Interventions have to be carefully designed and the features of the particular local Latin American context considered.”
“Oxytocin is crucially
involved in the onset and maintenance Angiogenesis inhibitor of labor. We investigated the association between oxytocin receptor gene polymorphisms and preterm birth. The presence of four common oxytocin receptor gene polymorphisms (rs2254298, rs53576, rs2228485 and rs237911) was evaluated in one hundred women with preterm birth and one hundred healthy women using restriction fragment length polymorphism genotyping. No association was found between the presence of any individual oxytocin receptor gene polymorphism and preterm birth. In haplotype analysis, the haplotype combination of rs2254298 A allele, rs2228485 C allele and rs237911 G allele was found to be significantly associated with an increased risk of preterm birth (OR = 3.2 [CI 1.04-9.8], p = 0.043). In conclusion our findings suggest that a combination of three oxytocin receptor gene polymorphisms is associated with an increased hypoxia-inducible factor cancer risk for preterm birth. We propose further studies investigating the role of oxytocin receptor gene polymorphisms and preterm birth.”
“Background: Organ transplant candidates with serum antibodies
directed against human leukocyte antigens (HLA) face longer waiting times and higher mortality while awaiting transplantation. This study examined the accuracy of virtual crossmatch, in which recipient HLA-specific antibodies, identified by solid-phase assays, are compared to the prospective donor HLA-type in heart transplantation.
Methods: We examined the accuracy of virtual crossmatch in predicting immune compatibility of donors and recipients in heart transplantation and clinical outcomes in immunologically sensitized heart transplant recipients in whom virtual crossmatch was used in allograft allocation.
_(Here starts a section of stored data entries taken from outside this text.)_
//! シート・表の型定義
//!
//! スプレッドシートから読み込んだ値を保持する:
//! - Cell: 1セルの値（保存形式が決める型のみ）
//! - Table: 1シート分（ヘッダー行 + データ行）
//! - Workbook: シート名順に並んだ Table の集合

use serde::{Deserialize, Serialize};
use std::fmt;

/// セル値
#[derive(Debug, Clone, PartialEq, Default, Serialize, Deserialize)]
#[serde(untagged)]
pub enum Cell {
    #[default]
    Empty,
    Number(f64),
    Text(String),
    Bool(bool),
}

impl Cell {
    pub fn is_empty(&self) -> bool {
        match self {
            Cell::Empty => true,
            Cell::Text(s) => s.trim().is_empty(),
            _ => false,
        }
    }

    pub fn as_text(&self) -> Option<&str> {
        match self {
            Cell::Text(s) => Some(s),
            _ => None,
        }
    }
}

impl fmt::Display for Cell {
    fn fmt(&self, f: &mut fmt::Formatter<'_>) -> fmt::Result {
        match self {
            Cell::Empty => Ok(()),
            // 2014.0 → "2014"（会社名・年度ラベルの比較用）
            Cell::Number(n) if n.fract() == 0.0 && n.abs() < 1e15 => write!(f, "{}", *n as i64),
            Cell::Number(n) => write!(f, "{}", n),
            Cell::Text(s) => write!(f, "{}", s),
            Cell::Bool(b) => write!(f, "{}", b),
        }
    }
}

impl From<f64> for Cell {
    fn from(n: f64) -> Self {
        Cell::Number(n)
    }
}

impl From<&str> for Cell {
    fn from(s: &str) -> Self {
        Cell::Text(s.to_string())
    }
}

impl From<Option<f64>> for Cell {
    fn from(n: Option<f64>) -> Self {
        n.map(Cell::Number).unwrap_or(Cell::Empty)
    }
}

static EMPTY_CELL: Cell = Cell::Empty;

/// 1シート分の表
///
/// 先頭行をヘッダーとして扱う。空のヘッダーセルは空文字列のまま保持し、
/// 列の位置はシート上の位置と一致させる。
#[derive(Debug, Clone, PartialEq, Default, Serialize, Deserialize)]
pub struct Table {
    name: String,
    headers: Vec<String>,
    rows: Vec<Vec<Cell>>,
}

impl Table {
    pub fn new(name: impl Into<String>, headers: Vec<String>, rows: Vec<Vec<Cell>>) -> Self {
        Self {
            name: name.into(),
            headers,
            rows,
        }
    }

    pub fn name(&self) -> &str {
        &self.name
    }

    pub fn headers(&self) -> &[String] {
        &self.headers
    }

    pub fn rows(&self) -> &[Vec<Cell>] {
        &self.rows
    }

    pub fn len(&self) -> usize {
        self.rows.len()
    }

    pub fn is_empty(&self) -> bool {
        self.rows.is_empty()
    }

    /// ヘッダー名から列番号を取得（前後空白を除いた完全一致）
    pub fn column_index(&self, header: &str) -> Option<usize> {
        let target = header.trim();
        self.headers.iter().position(|h| h.trim() == target)
    }

    /// セル参照。範囲外は空セル
    pub fn cell(&self, row: usize, col: usize) -> &Cell {
        self.rows
            .get(row)
            .and_then(|r| r.get(col))
            .unwrap_or(&EMPTY_CELL)
    }

    /// 同じ名前・ヘッダーで行だけ差し替えた表を作る
    pub fn with_rows(&self, rows: Vec<Vec<Cell>>) -> Table {
        Table {
            name: self.name.clone(),
            headers: self.headers.clone(),
            rows,
        }
    }
}

/// シート名順の表の集合
#[derive(Debug, Clone, PartialEq, Default, Serialize, Deserialize)]
pub struct Workbook {
    sheets: Vec<Table>,
}

impl Workbook {
    pub fn new(sheets: Vec<Table>) -> Self {
        Self { sheets }
    }

    pub fn sheets(&self) -> &[Table] {
        &self.sheets
    }

    pub fn sheet(&self, name: &str) -> Option<&Table> {
        self.sheets.iter().find(|t| t.name() == name)
    }

    pub fn sheet_names(&self) -> Vec<&str> {
        self.sheets.iter().map(|t| t.name()).collect()
    }

    pub fn contains(&self, name: &str) -> bool {
        self.sheet(name).is_some()
    }

    pub fn len(&self) -> usize {
        self.sheets.len()
    }

    pub fn is_empty(&self) -> bool {
        self.sheets.is_empty()
    }
}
Results: Based on analysis of 257 T-cell antihuman learn more immunoglobulin complement-dependent cytotoxic (AHG-CDC) crossmatch tests, the positive predictive value of virtual crossmatch (the likelihood of an incompatible
virtual crossmatch resulting in an incompatible T-cell CDC-AHG crossmatch) was 79%, and the negative predictive value of virtual crossmatch (the likelihood of a compatible virtual crossmatch resulting in a compatible T-cell CDC-AHG crossmatch) was 92%. When used in a cohort of 28 sensitized patients awaiting heart transplantation, 14 received allografts based on a compatible virtual crossmatch alone from donors in geographically distant locations. Compared with the other 14 sensitized patients who underwent transplant after a compatible prospective serologic crossmatch, the rejection rates and survival were similar.
Conclusion: Our findings are evidence of the accuracy of virtual crossmatch and its utility in augmenting the opportunities for transplantation of sensitized patients. J Heart Lung Transplant 2009;28:1129-34.